I love Nehemiah, because he said, "Oh no". Sometimes you have to learn how to tell your enemy, "Oh no. Oh no, that's not worth my while". Watch Nehemiah. This is a master class on leadership, y'all. "So I sent messengers to them…" He didn't even have the conversation himself. "I'm not even having this conversation. This is not worth my while". He said, "I sent messengers to them with this reply: 'I am carrying on a great project…'" "I am building a great family. I am putting my all into getting this degree. I am restoring some stuff the Enemy stole. I am carrying on a great project. I'm in the middle of something important". "…and cannot go down. Why should the work stop while I leave it and go down to you"?

Some of you came off the wall for some stuff last year that wasn't worth your while, and while you were down off the wall, not laying bricks, the Enemy was laughing and life was passing. You spent 32 percent, roughly, of your mental energy having arguments with people who aren't even in your life anymore about what they did to you. You didn't have the focus to give. One time, King David was getting a report from one of his generals that his son, who had rebelled against him, had been successfully taken out. David was so upset about losing his son he couldn't celebrate the victory his men had given. The commander said something to him. He said, "You love those who hate you, and you hate those who love you".

You are giving so much of yourself, trying to get approval from people who aren't even paying attention to you, that while you're focused on building that image you think will make them like you, you are losing the moments with the people who really love you. You are so stuck in what happened you're missing what's happening. I wanted to say to somebody, whoever it is today, who's chasing down opportunities that have long since passed, "Let it go". It's not worth your while. It's over. It's gone. It hurt. It happened, yes, but it's not worth your while to stand in dead places, regretting dead dreams that will never come to pass. It's not worth your while. Holding on to an offense is not worth your while. Complaining about how you were raised is not worth your while. Resenting the opportunities you didn't have is not worth your while, because while you're focused on that, you can't build this. Every moment you spend on the plains of Ono is a moment you sacrifice that you could be putting another brick on the wall.

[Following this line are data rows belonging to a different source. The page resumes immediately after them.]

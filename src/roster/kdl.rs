//! KDL parsing for roster configs.
//!
//! # KDL Schema
//!
//! ```kdl
//! // Role display order
//! roles "duelist" "initiator" "controller" "sentinel"
//!
//! agent "jett" role="duelist"
//! agent "phoenix" role="duelist" fixed=#true
//! ```
//!
//! `roles` may be repeated; its arguments are appended in order. Unknown
//! top-level nodes and unknown agent properties are ignored.

use crate::roster::embedded::default_roster;
use crate::roster::registry::{AgentConfig, Availability, ConfigError, Registry, RosterConfig};
use crate::{Error, Result};
use kdl::{KdlDocument, KdlEntry, KdlNode, KdlValue};
use std::path::{Path, PathBuf};

/// Roster file name inside the data directory.
pub const ROSTER_FILE: &str = "roster.kdl";

/// Where the active roster came from.
#[derive(Debug, Clone, PartialEq, Eq)]
pub enum RosterSource {
    /// `--roster` flag
    Flag(PathBuf),
    /// `<data-dir>/roster.kdl`
    DataDir(PathBuf),
    /// Compiled into the binary
    Embedded,
}

impl std::fmt::Display for RosterSource {
    fn fmt(&self, f: &mut std::fmt::Formatter<'_>) -> std::fmt::Result {
        match self {
            RosterSource::Flag(path) => write!(f, "flag:{}", path.display()),
            RosterSource::DataDir(path) => write!(f, "data:{}", path.display()),
            RosterSource::Embedded => write!(f, "embedded"),
        }
    }
}

/// Parse a roster config from a KDL document.
pub fn parse_roster(doc: &KdlDocument) -> std::result::Result<RosterConfig, ConfigError> {
    let mut config = RosterConfig::new();

    for node in doc.nodes() {
        match node.name().value() {
            "roles" => {
                for entry in node.entries().iter().filter(|e| e.name().is_none()) {
                    let name = entry.value().as_string().ok_or_else(|| {
                        ConfigError::Invalid("roles arguments must be strings".to_string())
                    })?;
                    config.roles.push(name.to_string());
                }
            }
            "agent" => config.agents.push(parse_agent_node(node)?),
            _ => {
                // Ignore unknown nodes for forward compatibility
            }
        }
    }

    Ok(config)
}

fn parse_agent_node(node: &KdlNode) -> std::result::Result<AgentConfig, ConfigError> {
    let name = node
        .entries()
        .iter()
        .find(|e| e.name().is_none())
        .and_then(|e| e.value().as_string())
        .ok_or_else(|| ConfigError::Invalid("agent node must have a name argument".to_string()))?;

    let role = get_string_prop(node, "role")
        .ok_or_else(|| ConfigError::Invalid(format!("agent '{}' is missing role=", name)))?;

    let mut agent = AgentConfig::new(name, role);
    if let Some(kind) = get_string_prop(node, "availability") {
        agent.availability = kind.parse()?;
    }
    if get_bool_prop(node, "fixed") == Some(true) {
        agent.availability = Availability::Fixed;
    }

    Ok(agent)
}

fn get_string_prop(node: &KdlNode, key: &str) -> Option<String> {
    node.entries()
        .iter()
        .find(|e| e.name().map(|n| n.value()) == Some(key))
        .and_then(|e| e.value().as_string())
        .map(|s| s.to_string())
}

fn get_bool_prop(node: &KdlNode, key: &str) -> Option<bool> {
    node.entries()
        .iter()
        .find(|e| e.name().map(|n| n.value()) == Some(key))
        .and_then(|e| e.value().as_bool())
}

/// Render a roster config as a KDL document.
///
/// The output parses back to an equal config.
pub fn roster_to_kdl(config: &RosterConfig) -> KdlDocument {
    let mut doc = KdlDocument::new();

    let mut roles = KdlNode::new("roles");
    for role in &config.roles {
        roles.push(KdlEntry::new(KdlValue::String(role.clone())));
    }
    doc.nodes_mut().push(roles);

    for agent in &config.agents {
        let mut node = KdlNode::new("agent");
        node.push(KdlEntry::new(KdlValue::String(agent.name.clone())));
        node.push(KdlEntry::new_prop("role", KdlValue::String(agent.role.clone())));
        if agent.availability.is_fixed() {
            node.push(KdlEntry::new_prop("fixed", KdlValue::Bool(true)));
        }
        doc.nodes_mut().push(node);
    }

    doc.autoformat();
    doc
}

/// Load a roster config from a KDL file.
pub fn load_roster_from_file(path: &Path) -> Result<RosterConfig> {
    let content = std::fs::read_to_string(path)
        .map_err(|e| Error::Other(format!("Failed to read {}: {}", path.display(), e)))?;

    let doc: KdlDocument = content
        .parse()
        .map_err(|e| Error::Other(format!("Failed to parse KDL in {}: {}", path.display(), e)))?;

    Ok(parse_roster(&doc)?)
}

/// Resolve and validate the roster for this session.
///
/// An explicit path must exist. The data-dir file is optional and falls back
/// to the embedded roster.
pub fn resolve_roster(
    explicit: Option<&Path>,
    data_dir: &Path,
) -> Result<(Registry, RosterSource)> {
    let (config, source) = match explicit {
        Some(path) => (
            load_roster_from_file(path)?,
            RosterSource::Flag(path.to_path_buf()),
        ),
        None => {
            let path = data_dir.join(ROSTER_FILE);
            if path.exists() {
                (load_roster_from_file(&path)?, RosterSource::DataDir(path))
            } else {
                (default_roster(), RosterSource::Embedded)
            }
        }
    };

    let registry = Registry::load(&config)?;
    tracing::debug!(%source, agents = registry.len(), "roster loaded");
    Ok((registry, source))
}
//! Valocker CLI - manage the agent pool of an instalocking helper.

use clap::Parser;
use std::path::Path;
use std::process;
use std::time::Instant;
use tracing_subscriber::EnvFilter;
use valocker::action_log;
use valocker::cli::{
    Cli, Commands, PoolTarget, ProfileCommands, RosterCommands, SnapshotCommands,
};
use valocker::commands::{self, CommandResult, Session};
use valocker::config::{DataPaths, OutputFormat, Settings, resolve_output_format};

/// Environment variable holding the tracing filter.
const LOG_ENV: &str = "VALOCKER_LOG";

fn main() {
    let cli = Cli::parse();
    init_tracing();

    let paths = match DataPaths::resolve() {
        Ok(resolved) => {
            tracing::debug!(
                root = %resolved.value.root().display(),
                source = %resolved.source,
                "data directory resolved"
            );
            resolved.value
        }
        Err(e) => {
            report_error(&e, cli.human_readable);
            process::exit(1);
        }
    };

    // Unreadable settings surface later through the session; formatting
    // falls back to the default here.
    let settings = Settings::load(&paths.settings()).unwrap_or_default();
    let human = resolve_output_format(cli.human_readable, &settings).value == OutputFormat::Human;

    // Serialize command for logging
    let (cmd_name, args_json) = serialize_command(&cli.command);

    let start = Instant::now();
    let result = run_command(cli.command, cli.roster.as_deref(), &paths, human);
    let duration = start.elapsed().as_millis() as u64;

    let (success, error) = match &result {
        Ok(_) => (true, None),
        Err(e) => (false, Some(e.to_string())),
    };
    action_log::log_action(&paths, &cmd_name, args_json, success, error, duration);

    if let Err(e) = result {
        report_error(&e, human);
        process::exit(1);
    }
}

/// Log to stderr, filtered by `VALOCKER_LOG` (default: warnings only).
fn init_tracing() {
    let filter = EnvFilter::try_from_env(LOG_ENV).unwrap_or_else(|_| EnvFilter::new("warn"));
    let _ = tracing_subscriber::fmt()
        .with_env_filter(filter)
        .with_writer(std::io::stderr)
        .with_target(false)
        .try_init();
}

fn report_error(e: &valocker::Error, human: bool) {
    if human {
        eprintln!("Error: {}", e);
    } else {
        eprintln!("{}", serde_json::json!({ "error": e.to_string() }));
    }
}

fn run_command(
    command: Option<Commands>,
    roster: Option<&Path>,
    paths: &DataPaths,
    human: bool,
) -> Result<(), valocker::Error> {
    // Emitting the built-in roster needs no profile.
    if let Some(Commands::Roster {
        command: Some(RosterCommands::Emit),
    }) = command
    {
        output(&commands::roster_emit(), human);
        return Ok(());
    }

    let mut session = Session::open(paths.clone(), roster)?;

    match command {
        None | Some(Commands::Status) => {
            let result = commands::status(&session)?;
            output(&result, human);
        }

        Some(Commands::Roster { .. }) => {
            let result = commands::roster(&session)?;
            output(&result, human);
        }

        Some(Commands::Unlock { agents, all }) => {
            let result = commands::set_available(&mut session, &agents, all, true)?;
            output(&result, human);
        }

        Some(Commands::Lock { agents, all }) => {
            let result = commands::set_available(&mut session, &agents, all, false)?;
            output(&result, human);
        }

        Some(Commands::Select { target }) => {
            let result = select(&mut session, &target, true)?;
            output(&result, human);
        }

        Some(Commands::Deselect { target }) => {
            let result = select(&mut session, &target, false)?;
            output(&result, human);
        }

        Some(Commands::Pick { agent }) => {
            let result = commands::pick(&mut session, agent.as_deref())?;
            output(&result, human);
        }

        Some(Commands::Random { state }) => {
            let result = commands::random(&mut session, state.is_on())?;
            output(&result, human);
        }

        Some(Commands::Profile { command }) => match command {
            ProfileCommands::List => {
                let result = commands::profile_list(&session)?;
                output(&result, human);
            }
            ProfileCommands::Create { name, activate } => {
                let result = commands::profile_create(&mut session, &name, activate)?;
                output(&result, human);
            }
            ProfileCommands::Activate { name } => {
                let result = commands::profile_activate(&mut session, &name)?;
                output(&result, human);
            }
            ProfileCommands::Delete { name } => {
                let result = commands::profile_delete(&mut session, &name)?;
                output(&result, human);
            }
            ProfileCommands::Favorite { name } => {
                let result = commands::profile_favorite(&mut session, &name, true)?;
                output(&result, human);
            }
            ProfileCommands::Unfavorite { name } => {
                let result = commands::profile_favorite(&mut session, &name, false)?;
                output(&result, human);
            }
        },

        Some(Commands::Snapshot { command }) => match command {
            SnapshotCommands::Export => {
                let result = commands::snapshot_export(&session)?;
                output(&result, human);
            }
            SnapshotCommands::Import { file } => {
                let result = commands::snapshot_import(&mut session, &file)?;
                output(&result, human);
            }
        },
    }

    session.close()
}

fn select(
    session: &mut Session,
    target: &PoolTarget,
    value: bool,
) -> Result<commands::ChangeResult, valocker::Error> {
    commands::set_selected(session, &target.agents, &target.role, target.all, value)
}

/// Print output in JSON or human-readable format.
fn output<T: CommandResult>(result: &T, human: bool) {
    if human {
        println!("{}", result.to_human());
    } else {
        println!("{}", result.to_json());
    }
}

/// Command name and arguments for the action log.
fn serialize_command(command: &Option<Commands>) -> (String, serde_json::Value) {
    match command {
        None | Some(Commands::Status) => ("status".to_string(), serde_json::json!({})),

        Some(Commands::Roster { command }) => match command {
            Some(RosterCommands::Emit) => ("roster emit".to_string(), serde_json::json!({})),
            _ => ("roster".to_string(), serde_json::json!({})),
        },

        Some(Commands::Unlock { agents, all }) => (
            "unlock".to_string(),
            serde_json::json!({ "agents": agents, "all": all }),
        ),

        Some(Commands::Lock { agents, all }) => (
            "lock".to_string(),
            serde_json::json!({ "agents": agents, "all": all }),
        ),

        Some(Commands::Select { target }) => (
            "select".to_string(),
            serde_json::json!({ "agents": target.agents, "role": target.role, "all": target.all }),
        ),

        Some(Commands::Deselect { target }) => (
            "deselect".to_string(),
            serde_json::json!({ "agents": target.agents, "role": target.role, "all": target.all }),
        ),

        Some(Commands::Pick { agent }) => {
            ("pick".to_string(), serde_json::json!({ "agent": agent }))
        }

        Some(Commands::Random { state }) => (
            "random".to_string(),
            serde_json::json!({ "on": state.is_on() }),
        ),

        Some(Commands::Profile { command }) => match command {
            ProfileCommands::List => ("profile list".to_string(), serde_json::json!({})),
            ProfileCommands::Create { name, activate } => (
                "profile create".to_string(),
                serde_json::json!({ "name": name, "activate": activate }),
            ),
            ProfileCommands::Activate { name } => (
                "profile activate".to_string(),
                serde_json::json!({ "name": name }),
            ),
            ProfileCommands::Delete { name } => (
                "profile delete".to_string(),
                serde_json::json!({ "name": name }),
            ),
            ProfileCommands::Favorite { name } => (
                "profile favorite".to_string(),
                serde_json::json!({ "name": name }),
            ),
            ProfileCommands::Unfavorite { name } => (
                "profile unfavorite".to_string(),
                serde_json::json!({ "name": name }),
            ),
        },

        Some(Commands::Snapshot { command }) => match command {
            SnapshotCommands::Export => ("snapshot export".to_string(), serde_json::json!({})),
            SnapshotCommands::Import { file } => (
                "snapshot import".to_string(),
                serde_json::json!({ "file": file.display().to_string() }),
            ),
        },
    }
}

Now come on, let's get back to building. Let's get back to construction. Let's get back to the great project God has called you to. Let's get back to what's worthwhile. What's really worthwhile? That's what I want to answer today. What's really worth your while? You can't be consistent at everything. We're in a series about challenging our inconsistencies, but the first thing to challenging our inconsistencies is to prune the things that shouldn't be a priority, because if there are too many branches in your life and there are too many pursuits, it's going to be sucking all the stuff that should be flowing somewhere else. If there are too many commitments, you won't be consistent in any of them. God says, "Like I prune you, I want you to prune your own life. I want you to prune your priorities. I want you to ask the question that even adults rarely stop to ask. 'Is this worthwhile?' To make decisions at a different level so you can keep commitments at a higher one".